小泉氏が脱原発を一過性に終わらせることなく、信念を持って活動するならば、引退した政治家の社会貢献として新しい可能性を示すことになるかもしれない。
小泉氏は、福島第一原発事故から半年後の2011年9月18日、川崎のホテルでの講演で脱原発発言をしている。

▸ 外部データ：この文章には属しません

//! Configuration module for the Graph mail server
//!
//! All configuration is loaded from environment variables following the pattern
//! `MAIL_GRAPH_<KEY>`. A `.env` file in the working directory is honored by
//! `main` before this module runs.

use std::env;
use std::env::VarError;
use std::net::SocketAddr;
use std::path::PathBuf;

use crate::errors::{AppError, AppResult};

/// Default Microsoft Graph endpoint
const DEFAULT_API_URL: &str = "https://graph.microsoft.com/v1.0";
/// Default OAuth authority host
const DEFAULT_AUTHORITY_URL: &str = "https://login.microsoftonline.com";

/// OAuth application settings for the device-code flow
#[derive(Debug, Clone)]
pub struct OAuthConfig {
    /// Authority host, without tenant (e.g. `https://login.microsoftonline.com`)
    pub authority_url: String,
    /// Tenant segment (`common`, `organizations`, or a tenant GUID)
    pub tenant_id: String,
    /// Application (client) ID; login is unavailable without it
    pub client_id: Option<String>,
    /// Requested scopes
    pub scopes: Vec<String>,
}

impl OAuthConfig {
    /// Tenant-scoped OAuth 2.0 v2 endpoint base
    pub fn endpoint_base(&self) -> String {
        format!("{}/{}/oauth2/v2.0", self.authority_url, self.tenant_id)
    }
}

/// Server-wide configuration
///
/// Shared by the MCP server and the HTTP API. Built once in `main` and passed
/// explicitly to every component that needs it.
#[derive(Debug, Clone)]
pub struct ServerConfig {
    /// Graph REST base URL, without trailing slash
    pub api_url: String,
    /// OAuth settings used by `login`
    pub oauth: OAuthConfig,
    /// Location of the cached access token
    pub token_cache_path: PathBuf,
    /// Per-call upstream timeout in milliseconds
    pub http_timeout_ms: u64,
    /// Maximum in-flight calls during an individual-mode fan-out
    pub fanout_concurrency: usize,
    /// Bind address of the HTTP front end
    pub http_bind: SocketAddr,
}

impl ServerConfig {
    /// Load all configuration from environment variables
    ///
    /// # Errors
    ///
    /// Returns `InvalidInput` if a variable is set but malformed.
    ///
    /// # Example Environment
    ///
    /// ```text
    /// MAIL_GRAPH_CLIENT_ID=00000000-0000-0000-0000-000000000000
    /// MAIL_GRAPH_TENANT_ID=common
    /// MAIL_GRAPH_SCOPES="Mail.ReadWrite Mail.Send"
    /// MAIL_GRAPH_FANOUT_CONCURRENCY=4
    /// ```
    pub fn load_from_env() -> AppResult<Self> {
        let fanout_concurrency = parse_usize_env("MAIL_GRAPH_FANOUT_CONCURRENCY", 4)?;
        if fanout_concurrency == 0 {
            return Err(AppError::invalid("MAIL_GRAPH_FANOUT_CONCURRENCY must be at least 1"));
        }

        Ok(Self {
            api_url: normalize_base_url(&string_env("MAIL_GRAPH_API_URL", DEFAULT_API_URL)?)?,
            oauth: OAuthConfig {
                authority_url: normalize_base_url(&string_env(
                    "MAIL_GRAPH_AUTHORITY_URL",
                    DEFAULT_AUTHORITY_URL,
                )?)?,
                tenant_id: string_env("MAIL_GRAPH_TENANT_ID", "common")?,
                client_id: optional_env("MAIL_GRAPH_CLIENT_ID")?,
                scopes: parse_scopes(&string_env(
                    "MAIL_GRAPH_SCOPES",
                    "Mail.ReadWrite Mail.Send",
                )?),
            },
            token_cache_path: PathBuf::from(string_env(
                "MAIL_GRAPH_TOKEN_CACHE_PATH",
                ".token.json",
            )?),
            http_timeout_ms: parse_u64_env("MAIL_GRAPH_HTTP_TIMEOUT_MS", 30_000)?,
            fanout_concurrency,
            http_bind: parse_socket_addr_env("MAIL_GRAPH_HTTP_BIND", "127.0.0.1:8000")?,
        })
    }
}

/// Trim whitespace and trailing slashes; reject empty URLs
fn normalize_base_url(raw: &str) -> AppResult<String> {
    let trimmed = raw.trim().trim_end_matches('/');
    if trimmed.is_empty() {
        return Err(AppError::invalid("base URL must not be empty"));
    }
    Ok(trimmed.to_owned())
}

fn parse_scopes(raw: &str) -> Vec<String> {
    raw.split_whitespace().map(str::to_owned).collect()
}

/// Read an optional environment variable; blank values count as unset
fn optional_env(key: &str) -> AppResult<Option<String>> {
    match env::var(key) {
        Ok(v) if v.trim().is_empty() => Ok(None),
        Ok(v) => Ok(Some(v.trim().to_owned())),
        Err(VarError::NotPresent) => Ok(None),
        Err(VarError::NotUnicode(_)) => Err(AppError::InvalidInput(format!(
            "environment variable {key} contains non-unicode data"
        ))),
    }
}

fn string_env(key: &str, default: &str) -> AppResult<String> {
    Ok(optional_env(key)?.unwrap_or_else(|| default.to_owned()))
}

/// Parse a `u64` environment variable with default fallback
///
/// # Errors
///
/// Returns `InvalidInput` if the variable is set but not a valid `u64`.
fn parse_u64_env(key: &str, default: u64) -> AppResult<u64> {
    match env::var(key) {
        Ok(v) => v.trim().parse::<u64>().map_err(|_| {
            AppError::InvalidInput(format!("invalid u64 environment variable {key}: '{v}'"))
        }),
        Err(VarError::NotPresent) => Ok(default),
        Err(VarError::NotUnicode(_)) => Err(AppError::InvalidInput(format!(
            "environment variable {key} contains non-unicode data"
        ))),
    }
}

/// Parse a `usize` environment variable with default fallback
fn parse_usize_env(key: &str, default: usize) -> AppResult<usize> {
    match env::var(key) {
        Ok(v) => v.trim().parse::<usize>().map_err(|_| {
            AppError::InvalidInput(format!("invalid usize environment variable {key}: '{v}'"))
        }),
        Err(VarError::NotPresent) => Ok(default),
        Err(VarError::NotUnicode(_)) => Err(AppError::InvalidInput(format!(
            "environment variable {key} contains non-unicode data"
        ))),
    }
}

fn parse_socket_addr_env(key: &str, default: &str) -> AppResult<SocketAddr> {
    let raw = string_env(key, default)?;
    raw.parse::<SocketAddr>().map_err(|_| {
        AppError::InvalidInput(format!("invalid socket address in {key}: '{raw}'"))
    })
}

/// Parse a boolean value with flexible spellings
///
/// Accepts: `1`, `true`, `yes`, `y`, `on` (truthy) or `0`, `false`, `no`,
/// `n`, `off` (falsy). Case-insensitive. Used for the `is_read` query
/// parameter of the HTTP API.
pub fn parse_bool_value(value: &str) -> Option<bool> {
    match value.trim().to_ascii_lowercase().as_str() {
        "1" | "true" | "yes" | "y" | "on" => Some(true),
        "0" | "false" | "no" | "n" | "off" => Some(false),
        _ => None,
    }
}
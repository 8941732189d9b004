//! Input/output DTOs and schema-bearing types
//!
//! Defines the data structures used in MCP tool contracts. Each type is
//! annotated with `JsonSchema` for automatic schema generation. The HTTP API
//! converts its own request bodies into these same inputs.

use chrono::{SecondsFormat, Utc};
use schemars::JsonSchema;
use serde::{Deserialize, Serialize};

use crate::fetch::{DEFAULT_FOLDER, FetchQuery};
use crate::payload::ContentType;
use crate::recipients::RecipientInput;

/// Metadata included in all tool responses
///
/// Provides timing information and current UTC timestamp.
#[derive(Debug, Clone, Serialize, Deserialize, JsonSchema)]
pub struct Meta {
    /// Current UTC timestamp in RFC 3339 format with milliseconds
    pub now_utc: String,
    /// Tool execution duration in milliseconds
    pub duration_ms: u64,
}

impl Meta {
    /// Create metadata populated with current time and elapsed duration
    pub fn now(duration_ms: u64) -> Self {
        Self {
            now_utc: Utc::now().to_rfc3339_opts(SecondsFormat::Millis, true),
            duration_ms,
        }
    }
}

/// Standard response envelope for all tools
///
/// Wraps tool-specific data with human-readable summary and execution metadata.
#[derive(Debug, Clone, Serialize, Deserialize, JsonSchema)]
pub struct ToolEnvelope<T>
where
    T: JsonSchema,
{
    /// Human-readable summary of the operation outcome
    pub summary: String,
    /// Tool-specific data payload
    pub data: T,
    /// Execution metadata (timestamp, duration)
    pub meta: Meta,
}

/// New message to one or more recipients
#[derive(Debug, Clone, Deserialize, JsonSchema)]
pub struct SendEmailInput {
    /// Addresses as a `,`/`;` separated string or a list
    pub recipient: RecipientInput,
    pub subject: String,
    pub body: String,
    #[serde(default)]
    pub content_type: ContentType,
    pub cc: Option<RecipientInput>,
    pub bcc: Option<RecipientInput>,
    /// Send one separate message per TO recipient
    #[serde(default)]
    pub send_individual: bool,
}

#[derive(Debug, Clone, Deserialize, JsonSchema)]
pub struct ForwardEmailInput {
    pub email_id: String,
    pub recipient: RecipientInput,
    pub cc: Option<RecipientInput>,
    pub bcc: Option<RecipientInput>,
    /// Comment placed above the forwarded message
    #[serde(default)]
    pub additional_message: String,
    /// Accepted for symmetry with send; forward comments are always plain
    pub content_type: Option<ContentType>,
    #[serde(default)]
    pub send_individual: bool,
}

#[derive(Debug, Clone, Deserialize, JsonSchema)]
pub struct ReplyEmailInput {
    pub email_id: String,
    pub reply_message: String,
    #[serde(default)]
    pub content_type: ContentType,
}

#[derive(Debug, Clone, Deserialize, JsonSchema)]
pub struct DeleteEmailInput {
    pub email_id: String,
}

/// Lookup by id, or a filtered listing of one folder
#[derive(Debug, Clone, Deserialize, JsonSchema)]
pub struct FetchEmailsInput {
    #[serde(default = "default_folder")]
    pub folder: String,
    pub is_read: Option<bool>,
    pub sender: Option<String>,
    /// When set, every other filter is ignored
    pub email_id: Option<String>,
    /// Every whitespace-separated term must occur in the subject
    pub subject: Option<String>,
}

impl From<FetchEmailsInput> for FetchQuery {
    fn from(input: FetchEmailsInput) -> Self {
        Self {
            folder: input.folder,
            is_read: input.is_read,
            sender: input.sender,
            email_id: input.email_id,
            subject: input.subject,
        }
    }
}

/// Result of `logout`
#[derive(Debug, Clone, Serialize, Deserialize, JsonSchema)]
pub struct LogoutOutput {
    /// Whether a cached token existed and was removed
    pub cleared: bool,
}

fn default_folder() -> String {
    DEFAULT_FOLDER.to_owned()
}
impl QReg {
    /// Create an `n`-qubit register in the all-zeros basis state |00..0>.
    ///
    /// Rejects `n == 0` and any `n` whose 2^n amplitudes cannot be
    /// addressed or allocated. Storage is reserved up front, so a failed
    /// construction never yields a partially sized register.
    pub fn zero(n: usize) -> SimResult<Self> {
        if n == 0 {
            return Err(SimError::EmptyRegister);
        }
        if n >= usize::BITS as usize {
            return Err(SimError::TooManyQubits { n });
        }
        let dim = 1usize << n;
        let mut amps = Vec::new();
        amps.try_reserve_exact(dim)
            .map_err(|_| SimError::OutOfMemory { dim })?;
        amps.resize(dim, ZERO);
        amps[0] = ONE;
        Ok(QReg {
            v: Array1::from_vec(amps),
            n,
        })
    }

    /// Number of amplitudes (2^n).
    pub fn dim(&self) -> usize {
        self.v.len()
    }

    /// Read-only view of the amplitudes, ordered by basis index.
    pub fn amplitudes(&self) -> ArrayView1<'_, Complex64> {
        self.v.view()
    }

    /// Calculate the L2 norm of the state vector.
    pub fn norm(&self) -> f64 {
        self.v.iter().map(|x| x.norm_sqr()).sum::<f64>().sqrt()
    }

    /// Return string representation of significant terms in the quantum state.
    pub fn terms(&self) -> String {
        self.v
            .iter()
            .enumerate()
            .filter(|(_, qi)| qi.norm() > 1e-8)
            .map(|(i, &qi)| qterm(i, qi, self.n))
            .collect::<Vec<_>>()
            .join(" ")
    }

    /// Apply a single-qubit gate matrix to the target qubit.
    ///
    /// Pairs each index where the target bit is 0 with its partner where
    /// the bit is 1 and applies `m` to every pair in place.
    pub fn apply1q(&mut self, m: &Array2<Complex64>, target: usize) -> SimResult<&mut Self> {
        if target >= self.n {
            return Err(SimError::QubitOutOfRange {
                qubit: target,
                n: self.n,
            });
        }
        let m00 = m[[0, 0]];
        let m01 = m[[0, 1]];
        let m10 = m[[1, 0]];
        let m11 = m[[1, 1]];
        let len = self.v.len();
        let ptr = SendPtr(self.v.as_mut_ptr());
        // SAFETY: Each (i, j) pair is unique and non-overlapping.
        // For target bit b, pairs are (i, i|(1<<b)) for all i where bit b is 0.
        // No two iterations touch the same array element.
        (0..len).into_par_iter().for_each(move |i| {
            let j = conjugate_index(i, target);
            if i > j {
                return;
            }
            unsafe {
                let qi = ptr.read(i);
                let qj = ptr.read(j);
                if qi.norm() + qj.norm() < 1e-8 {
                    return;
                }
                ptr.write(i, m00 * qi + m01 * qj);
                ptr.write(j, m10 * qi + m11 * qj);
            }
        });
        Ok(self)
    }

    /// Apply a controlled-NOT: flip the target qubit wherever the control
    /// qubit reads 1.
    ///
    /// A pure permutation of amplitudes: every index `i` with the control
    /// bit set is swapped with `i ^ (1 << target)`, and the `j > i` guard
    /// performs each unordered swap exactly once. Indices with the control
    /// bit clear are untouched.
    pub fn apply_cnot(&mut self, control: usize, target: usize) -> SimResult<&mut Self> {
        if control >= self.n {
            return Err(SimError::QubitOutOfRange {
                qubit: control,
                n: self.n,
            });
        }
        if target >= self.n {
            return Err(SimError::QubitOutOfRange {
                qubit: target,
                n: self.n,
            });
        }
        if control == target {
            return Err(SimError::ControlEqualsTarget { qubit: control });
        }
        let c_bit = 1usize << control;
        let len = self.v.len();
        let ptr = SendPtr(self.v.as_mut_ptr());
        // SAFETY: control != target, so flipping the target bit preserves
        // the control bit and both ends of a swap pass the c_bit filter.
        // The j > i guard admits exactly one iteration per unordered pair.
        (0..len).into_par_iter().for_each(move |i| {
            if i & c_bit == 0 {
                return;
            }
            let j = conjugate_index(i, target);
            if j <= i {
                return;
            }
            unsafe {
                let qi = ptr.read(i);
                ptr.write(i, ptr.read(j));
                ptr.write(j, qi);
            }
        });
        Ok(self)
    }

    /// Check if this quantum state is close to another.
    pub fn isclose(&self, other: &QReg) -> bool {
        if self.v.len() != other.v.len() {
            return false;
        }
        self.v
            .iter()
            .zip(other.v.iter())
            .all(|(a, b)| (a - b).norm() < 1e-5)
    }

    /// Check if this quantum state is close to a slice of f64 values (treated as real).
    pub fn isclose_slice(&self, other: &[f64]) -> bool {
        if self.v.len() != other.len() {
            return false;
        }
        self.v
            .iter()
            .zip(other.iter())
            .all(|(a, b)| (a - b).norm() < 1e-5)
    }

    // ---- Gate methods (consume self for chaining) ----

    /// Apply Pauli-X (NOT) gate to target qubit.
    pub fn x(mut self, target: usize) -> SimResult<Self> {
        self.apply1q(&X_GATE, target)?;
        Ok(self)
    }

    /// Apply Pauli-Y gate to target qubit.
    pub fn y(mut self, target: usize) -> SimResult<Self> {
        self.apply1q(&Y_GATE, target)?;
        Ok(self)
    }

    /// Apply Pauli-Z gate to target qubit.
    pub fn z(mut self, target: usize) -> SimResult<Self> {
        self.apply1q(&Z_GATE, target)?;
        Ok(self)
    }

    /// Apply Hadamard gate to target qubit.
    pub fn h(mut self, target: usize) -> SimResult<Self> {
        self.apply1q(&H_GATE, target)?;
        Ok(self)
    }

    /// Apply controlled-NOT gate.
    pub fn cnot(mut self, control: usize, target: usize) -> SimResult<Self> {
        self.apply_cnot(control, target)?;
        Ok(self)
    }
}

この時、小泉氏が「国民は原発が安全だと信じなくなった」「(日本は)再生可能エネルギー技術に投資し、環境先進国を目指すべき」などと語ったのを地方紙などが報じている。
また今年8月には、自らフィンランド政府が作る核廃棄物の最終処分場やドイツを訪れ、改めて核廃棄物処分の困難さや“脱原発”の必要性を指摘し、小さく報じられている。
小泉氏の発言がその時の思いつきではなく、本気だとわかってから原子力ムラからの攻撃は強まる一方だ。
安倍総理は総理時代の小泉氏の引き立てがあったからこそ、今日の地位にある。そのためか当初は小泉氏の発言には慎重な言い回しだった。しかし、小泉氏が各地で脱原発の主張を繰り返すようになると批判の口調を強めている。
甘利担当大臣をはじめ安倍内閣の閣僚たちも、あれこれ批判を展開するようになった。原子力ムラの御用マスコミの姿勢を公然と打ち出す読売新聞は社説で小泉氏の姿勢を厳しく批判している。
しかし、小泉氏は政界の一匹狼と言われたくらい一徹な面がある。ひとたび信じ込んだことは、相当大きなことがない限り一貫して主張している。通常の原発以上に危険性の高いプルサーマル政策を推進したほどだから、福島第一原発事故の衝撃がいかに小泉氏の考えを変えたかがわかる。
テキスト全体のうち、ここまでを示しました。